STEVE: building online communication ... using Forum as a resource ... what makes for effective online communication? what is the role of web pages in online communication? how do we interact with them?
JOHN: always unsubscribed from mailing lists
ANNIE: because of ... bad content?
JOHN: good content on occasion, but too much volume ... like the archiving and categorizing that Forum offers
BOB: finds closed (invitation-only) groups most valuable ... some groups cycle through the same conversations again and again
MARGARET: learning and mathematics discussion group gave good articles and conversation ... still refer to it
STEVE: what communities you'd join, what you want, and what you don't want
MARGARET: ideas out of the learning and mathematics discussion group persist ... sense that <nctm-standards-2000> would be a black hole ... no point if not focusing on input for product, such as NCTM standards
SARAH: massaging conversation is labor-intensive ... and what does that do to/for conversation? "hate to see a community lost because you've made it a resource"

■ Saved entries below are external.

use crate::demo::{run_demo, DemoArgs};
use crate::server;
use clap::{Args, Parser, Subcommand};
use stayhub::error::AppError;

#[derive(Parser, Debug)]
#[command(
    name = "StayHub Marketplace",
    about = "Run or demonstrate the StayHub booking and review service",
    version
)]
struct Cli {
    #[command(subcommand)]
    command: Option<Command>,
}

#[derive(Subcommand, Debug)]
enum Command {
    /// Start the HTTP service (default command)
    Serve(ServeArgs),
    /// Walk a booking from request to published rating against in-memory storage
    Demo(DemoArgs),
}

#[derive(Args, Debug, Default)]
pub(crate) struct ServeArgs {
    /// Override the configured host for the HTTP server
    #[arg(long)]
    pub(crate) host: Option<String>,
    /// Override the configured port for the HTTP server
    #[arg(long)]
    pub(crate) port: Option<u16>,
    /// Seed the demo listings regardless of APP_SEED_DEMO
    #[arg(long)]
    pub(crate) seed_demo: bool,
}

pub(crate) async fn run() -> Result<(), AppError> {
    let cli = Cli::parse();
    let command = cli
        .command
        .unwrap_or_else(|| Command::Serve(ServeArgs::default()));

    match command {
        Command::Serve(args) => server::run(args).await,
        Command::Demo(args) => run_demo(args),
    }
}
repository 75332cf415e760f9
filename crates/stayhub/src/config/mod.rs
use std::env;
use std::fmt;
use std::net::{IpAddr, SocketAddr};

/// Distinguishes runtime behavior for different stages of the service.
#[derive(Debug, Clone, Copy, PartialEq, Eq)]
pub enum AppEnvironment {
    Development,
    Test,
    Production,
}

impl AppEnvironment {
    fn from_str(value: &str) -> Self {
        match value.trim().to_ascii_lowercase().as_str() {
            "prod" | "production" => Self::Production,
            "test" | "ci" => Self::Test,
            _ => Self::Development,
        }
    }
}

/// Top-level configuration for the marketplace service.
#[derive(Debug, Clone)]
pub struct AppConfig {
    pub environment: AppEnvironment,
    pub server: ServerConfig,
    pub telemetry: TelemetryConfig,
    pub marketplace: MarketplaceConfig,
}

impl AppConfig {
    pub fn load() -> Result<Self, ConfigError> {
        dotenvy::dotenv().ok();

        let environment = AppEnvironment::from_str(
            &env::var("APP_ENV").unwrap_or_else(|_| "development".to_string()),
        );

        let host = env::var("APP_HOST").unwrap_or_else(|_| "127.0.0.1".to_string());
        let port = env::var("APP_PORT")
            .unwrap_or_else(|_| "3000".to_string())
            .parse::<u16>()
            .map_err(|_| ConfigError::InvalidPort)?;

        let log_level = env::var("APP_LOG_LEVEL").unwrap_or_else(|_| "info".to_string());

        let seed_demo_data = match env::var("APP_SEED_DEMO") {
            Ok(raw) => parse_flag(&raw).ok_or(ConfigError::InvalidFlag {
                name: "APP_SEED_DEMO",
                value: raw,
            })?,
            Err(_) => environment != AppEnvironment::Production,
        };

        Ok(Self {
            environment,
            server: ServerConfig { host, port },
            telemetry: TelemetryConfig { log_level },
            marketplace: MarketplaceConfig { seed_demo_data },
        })
    }
}

fn parse_flag(raw: &str) -> Option<bool> {
    match raw.trim().to_ascii_lowercase().as_str() {
        "1" | "true" | "yes" | "on" => Some(true),
        "0" | "false" | "no" | "off" => Some(false),
        _ => None,
    }
}

/// Settings controlling the HTTP server binding.
#[derive(Debug, Clone)]
pub struct ServerConfig {
    pub host: String,
    pub port: u16,
}

impl ServerConfig {
    pub fn socket_addr(&self) -> Result<SocketAddr, ConfigError> {
        if self.host.eq_ignore_ascii_case("localhost") {
            return Ok(SocketAddr::new(IpAddr::from([127, 0, 0, 1]), self.port));
        }

        let ip: IpAddr = self
            .host
            .parse()
            .map_err(|source| ConfigError::InvalidHost { source })?;

        Ok(SocketAddr::new(ip, self.port))
    }
}

/// Tracing and metrics controls.
#[derive(Debug, Clone)]
pub struct TelemetryConfig {
    pub log_level: String,
}

/// Marketplace bootstrap behavior for the in-memory deployment.
#[derive(Debug, Clone)]
pub struct MarketplaceConfig {
    pub seed_demo_data: bool,
}

#[derive(Debug)]
pub enum ConfigError {
    InvalidPort,
    InvalidHost { source: std::net::AddrParseError },
    InvalidFlag { name: &'static str, value: String },
}

impl fmt::Display for ConfigError {
    fn fmt(&self, f: &mut fmt::Formatter<'_>) -> fmt::Result {
        match self {
            ConfigError::InvalidPort => write!(f, "APP_PORT must be a valid u16"),
            ConfigError::InvalidHost { .. } => {
                write!(f, "APP_HOST must parse to an IPv4 or IPv6 address")
            }
            ConfigError::InvalidFlag { name, value } => {
                write!(f, "{name} must be true or false (found '{value}')")
            }
        }
    }
}

impl std::error::Error for ConfigError {
    fn source(&self) -> Option<&(dyn std::error::Error + 'static)> {
        match self {
            ConfigError::InvalidPort | ConfigError::InvalidFlag { .. } => None,
            ConfigError::InvalidHost { source } => Some(source),
        }
    }
}
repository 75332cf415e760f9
mod common;
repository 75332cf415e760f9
use super::domain::{Actor, Booking, Listing, Review, Role};
use super::error::MarketplaceError;

/// Ownership checks applied before every mutation. Each check is side-effect free so a refusal
/// never leaves a partially applied change behind.
#[derive(Debug, Clone, Copy, Default)]
pub struct AccessGuard;

impl AccessGuard {
    pub fn ensure_can_book(&self, actor: &Actor) -> Result<(), MarketplaceError> {
        if actor.role == Role::Tenant {
            Ok(())
        } else {
            Err(forbidden(format!(
                "only tenants may request bookings ({} role)",
                actor.role.label()
            )))
        }
    }

    pub fn ensure_listing_owner(
        &self,
        actor: &Actor,
        listing: &Listing,
    ) -> Result<(), MarketplaceError> {
        if actor.id == listing.owner_id {
            Ok(())
        } else {
            Err(forbidden(format!(
                "only the owner of listing {} may decide its bookings",
                listing.id.0
            )))
        }
    }

    pub fn ensure_booking_tenant(
        &self,
        actor: &Actor,
        booking: &Booking,
    ) -> Result<(), MarketplaceError> {
        if actor.id == booking.tenant_id {
            Ok(())
        } else {
            Err(forbidden(format!(
                "only the tenant of booking {} may review it",
                booking.id.0
            )))
        }
    }

    pub fn ensure_review_owner(&self, actor: &Actor, review: &Review) -> Result<(), MarketplaceError> {
        if actor.id == review.owner_id {
            Ok(())
        } else {
            Err(forbidden(format!(
                "only the listing owner may reply to review {}",
                review.id.0
            )))
        }
    }

    /// Completion and manual recomputes come from trusted back-office processes.
    pub fn ensure_admin(&self, actor: &Actor) -> Result<(), MarketplaceError> {
        if actor.is_admin() {
            Ok(())
        } else {
            Err(forbidden("administrator role required".to_string()))
        }
    }

    pub fn ensure_can_cancel(&self, actor: &Actor, booking: &Booking) -> Result<(), MarketplaceError> {
        if actor.is_admin() || actor.id == booking.tenant_id {
            Ok(())
        } else {
            Err(forbidden(format!(
                "only the tenant of booking {} may cancel it",
                booking.id.0
            )))
        }
    }

    pub fn ensure_can_view_booking(
        &self,
        actor: &Actor,
        booking: &Booking,
        listing: Option<&Listing>,
    ) -> Result<(), MarketplaceError> {
        let is_owner = listing.is_some_and(|listing| listing.owner_id == actor.id);
        if actor.is_admin() || actor.id == booking.tenant_id || is_owner {
            Ok(())
        } else {
            Err(forbidden(format!("booking {} is not visible to caller", booking.id.0)))
        }
    }

    pub fn ensure_can_view_listing_bookings(
        &self,
        actor: &Actor,
        listing: &Listing,
    ) -> Result<(), MarketplaceError> {
        if actor.is_admin() || actor.id == listing.owner_id {
            Ok(())
        } else {
            Err(forbidden(format!(
                "only the owner of listing {} may list its bookings",
                listing.id.0
            )))
        }
    }
}

fn forbidden(message: String) -> MarketplaceError {
    MarketplaceError::Forbidden(message)
}

#[cfg(test)]
mod tests {
    use super::*;
    use crate::marketplace::domain::{BookingId, BookingStatus, ListingId, UserId};
    use chrono::{NaiveDate, Utc};

    fn listing() -> Listing {
        Listing::new("lst-1", "owner-1", "Quiet room near campus")
    }

    fn booking() -> Booking {
        let now = Utc::now();
        Booking {
            id: BookingId("bkg-1".to_string()),
            listing_id: ListingId("lst-1".to_string()),
            tenant_id: UserId("tenant-1".to_string()),
            status: BookingStatus::Pending,
            move_in_date: NaiveDate::from_ymd_opt(2025, 9, 1).expect("valid date"),
            notes: None,
            created_at: now,
            updated_at: now,
        }
    }

    #[test]
    fn owners_and_admins_cannot_book() {
        let guard = AccessGuard;
        assert!(guard.ensure_can_book(&Actor::new("t", Role::Tenant)).is_ok());
        assert!(guard.ensure_can_book(&Actor::new("o", Role::Owner)).is_err());
        assert!(guard.ensure_can_book(&Actor::new("a", Role::Admin)).is_err());
    }

    #[test]
    fn listing_owner_check_ignores_role() {
        let guard = AccessGuard;
        let listing = listing();
        assert!(guard
            .ensure_listing_owner(&Actor::new("owner-1", Role::Owner), &listing)
            .is_ok());
        assert!(matches!(
            guard.ensure_listing_owner(&Actor::new("admin-1", Role::Admin), &listing),
            Err(MarketplaceError::Forbidden(_))
        ));
    }

    #[test]
    fn booking_visibility_covers_tenant_owner_and_admin() {
        let guard = AccessGuard;
        let booking = booking();
        let listing = listing();

        for actor in [
            Actor::new("tenant-1", Role::Tenant),
            Actor::new("owner-1", Role::Owner),
            Actor::new("ops", Role::Admin),
        ] {
            assert!(guard
                .ensure_can_view_booking(&actor, &booking, Some(&listing))
                .is_ok());
        }
        assert!(guard
            .ensure_can_view_booking(&Actor::new("tenant-2", Role::Tenant), &booking, Some(&listing))
            .is_err());
        assert!(guard
            .ensure_can_view_booking(&Actor::new("owner-1", Role::Owner), &booking, None)
            .is_err());
    }
}
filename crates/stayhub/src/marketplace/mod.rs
//! Booking lifecycle, review eligibility, and listing rating aggregation.
//!
//! Storage, listing management, identity, and notification delivery live outside this module and
//! are reached through the traits in [`repository`].

pub mod access;
pub mod bookings;
pub mod domain;
pub mod error;
pub mod rating;
pub mod repository;
pub(crate) mod reviews;
pub mod router;
pub mod service;

#[cfg(test)]
mod tests;

pub use access::AccessGuard;
pub use domain::{
    Actor, Booking, BookingId, BookingRequest, BookingStatus, CategoryRatings, Listing, ListingId,
    ListingRating, RatingCategory, RatingSubmission, Review, ReviewId, ReviewRequest, Role, UserId,
};
pub use error::{ErrorKind, MarketplaceError};
pub use rating::{CategoryAverage, RatingAggregator, RatingBreakdown};
pub use repository::{
    BookingRepository, ListingAggregateWriter, ListingDirectory, MarketplaceNotification,
    MarketplaceStore, NotificationError, NotificationPublisher, RepositoryError, ReviewRepository,
};
pub use reviews::{MAX_SCORE, MIN_SCORE};
pub use router::{marketplace_router, ACTOR_ID_HEADER, ACTOR_ROLE_HEADER};
pub use service::{ListingRatingSummary, MarketplaceService};
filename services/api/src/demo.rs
use crate::infra::{seed_demo_listings, InMemoryMarketplaceStore, LoggingNotificationPublisher};
use chrono::{Local, NaiveDate};
use clap::Args;
use stayhub::error::AppError;
use stayhub::marketplace::{
    Actor, BookingRequest, BookingStatus, CategoryRatings, ListingId, MarketplaceService,
    RatingSubmission, ReviewRequest, Role,
};
use std::sync::Arc;

const DEMO_LISTING: &str = "lst-maple-101";
const DEMO_OWNER: &str = "owner-ana";

#[derive(Args, Debug, Default)]
pub(crate) struct DemoArgs {
    /// Move-in date for the demo bookings (YYYY-MM-DD). Defaults to today + 14 days.
    #[arg(long, value_parser = crate::infra::parse_date)]
    pub(crate) move_in: Option<NaiveDate>,
    /// Skip the owner reply step.
    #[arg(long)]
    pub(crate) skip_reply: bool,
}

struct DemoStay {
    tenant: &'static str,
    ratings: CategoryRatings,
    text: &'static str,
}

fn demo_stays() -> [DemoStay; 2] {
    [
        DemoStay {
            tenant: "tenant-carla",
            ratings: CategoryRatings {
                food: 4,
                cleanliness: 5,
                safety: 5,
                owner: 4,
                facilities: 4,
                study: 5,
            },
            text: "Quiet street, fast wifi, great desk.",
        },
        DemoStay {
            tenant: "tenant-dev",
            ratings: CategoryRatings::uniform(3),
            text: "Fine for a semester, kitchen is small.",
        },
    ]
}

pub(crate) fn run_demo(args: DemoArgs) -> Result<(), AppError> {
    let DemoArgs {
        move_in,
        skip_reply,
    } = args;
    let move_in = move_in.unwrap_or_else(|| Local::now().date_naive() + chrono::Duration::days(14));

    let store = Arc::new(InMemoryMarketplaceStore::default());
    seed_demo_listings(&store)?;
    let notifications = Arc::new(LoggingNotificationPublisher::default());
    let service = MarketplaceService::new(store, notifications.clone());

    let owner = Actor::new(DEMO_OWNER, Role::Owner);
    let admin = Actor::new("ops-demo", Role::Admin);
    let listing_id = ListingId(DEMO_LISTING.to_string());

    println!("StayHub marketplace demo");
    println!("Listing {DEMO_LISTING} owned by {DEMO_OWNER}, move-in {move_in}");

    let mut first_review = None;
    for stay in demo_stays() {
        let tenant = Actor::new(stay.tenant, Role::Tenant);
        let booking = service.create_booking(
            &tenant,
            BookingRequest {
                listing_id: listing_id.clone(),
                move_in_date: Some(move_in.format("%Y-%m-%d").to_string()),
                notes: None,
            },
        )?;
        println!("- {} requested booking {}", stay.tenant, booking.id.0);

        service.transition_booking(&owner, &booking.id, BookingStatus::Accepted)?;
        let completed = service.complete_booking(&admin, &booking.id)?;
        println!("  {} is now {}", completed.id.0, completed.status.label());

        let review = service.create_review(
            &tenant,
            ReviewRequest {
                booking_id: booking.id.clone(),
                ratings: RatingSubmission::from(stay.ratings),
                text_review: stay.text.to_string(),
            },
        )?;
        println!("  review {} submitted: \"{}\"", review.id.0, review.text_review);
        first_review.get_or_insert(review.id);
    }

    if let (false, Some(review_id)) = (skip_reply, first_review) {
        let replied =
            service.reply_to_review(&owner, &review_id, "Thanks, the desk is staying put!")?;
        if let Some(reply) = replied.owner_reply.as_deref() {
            println!("- {DEMO_OWNER} replied to {}: \"{reply}\"", replied.id.0);
        }
    }

    let summary = service.listing_rating(&listing_id)?;
    println!(
        "\nRating for {}: {} across {} review(s)",
        summary.listing_id.0, summary.average_rating, summary.total_ratings
    );
    for category in &summary.categories {
        println!("  - {}: {}", category.category.label(), category.average);
    }

    let events = notifications.events();
    println!("\nNotifications queued: {}", events.len());
    for event in events {
        println!("  - {} -> {}", event.template, event.recipient.0);
    }

    Ok(())
}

BOB: what level of moderation? certainly should keep out persistent spammers
ANNIE: clarify moderator v. facilitator roles ... moderator as spam filter, not as facilitator of conversation
MARGARET: John Conway will correct ignorances of <geometry-pre-college> -- a helpful role
BOBBIE: <calc-reform> discussion moves in waves ... how do you take out totally unfounded opinion?
STEVE: dilemma of structuring discussions for those just arriving as compared with those already midstream ... hear desire for group 1) memory (e.g., recognition of cycles of conversations), 2) structure or clustering, and 3) facilitator of some kind ... what is the community you're after? perhaps currently they are too flat
KEN: community v. discussion (e.g., math doctors v. <math-teach>)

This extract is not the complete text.